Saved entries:
___
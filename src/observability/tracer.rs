//! Tracer provider that exports spans to the rotating trace file.

use super::file_writer::RotatingFile;
use super::span_formatter::OtlpEncoder;
use futures_util::future::BoxFuture;
use opentelemetry::trace::TraceError;
use opentelemetry_sdk::export::trace::{ExportResult, SpanData, SpanExporter};
use opentelemetry_sdk::resource::Resource;
use opentelemetry_sdk::trace::{Config, TracerProvider};
use std::future::ready;
use std::path::PathBuf;
use std::sync::atomic::{AtomicBool, Ordering};

/// `SpanExporter` writing one OTLP JSON line per batch.
struct FileSpanExporter {
    file: RotatingFile,
    encoder: OtlpEncoder,
    is_shutdown: AtomicBool,
}

impl FileSpanExporter {
    const fn new(file: RotatingFile, resource: Resource) -> Self {
        Self {
            file,
            encoder: OtlpEncoder::new(resource),
            is_shutdown: AtomicBool::new(false),
        }
    }

    fn write_batch(&self, batch: &[SpanData]) -> ExportResult {
        if self.is_shutdown.load(Ordering::SeqCst) {
            return Err(TraceError::from("trace exporter already shut down"));
        }
        let line = self.encoder.encode_batch(batch).to_string();
        self.file
            .write_line(&line)
            .map_err(|e| TraceError::from(e.to_string()))
    }
}

impl SpanExporter for FileSpanExporter {
    fn export(&mut self, batch: Vec<SpanData>) -> BoxFuture<'static, ExportResult> {
        Box::pin(ready(self.write_batch(&batch)))
    }

    fn shutdown(&mut self) {
        self.is_shutdown.store(true, Ordering::SeqCst);
    }

    fn set_resource(&mut self, resource: &Resource) {
        self.encoder.set_resource(resource.clone());
    }
}

impl std::fmt::Debug for FileSpanExporter {
    fn fmt(&self, f: &mut std::fmt::Formatter<'_>) -> std::fmt::Result {
        f.debug_struct("FileSpanExporter")
            .field("file", &self.file)
            .field("is_shutdown", &self.is_shutdown)
            .finish_non_exhaustive()
    }
}

/// Builds a provider whose spans are exported synchronously, as each span
/// ends, to `trace_file`.
///
/// The plugin runs single-threaded inside the WASM sandbox, so a batching
/// exporter with a background runtime is not an option.
pub fn create_tracer_provider(trace_file: PathBuf, resource: Resource) -> TracerProvider {
    let exporter = FileSpanExporter::new(RotatingFile::new(trace_file), resource.clone());

    TracerProvider::builder()
        .with_config(Config::default().with_resource(resource))
        .with_simple_exporter(exporter)
        .build()
}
___
Of the lines above, copy each that contains "field".

Expected output:
            .field("file", &self.file)
            .field("is_shutdown", &self.is_shutdown)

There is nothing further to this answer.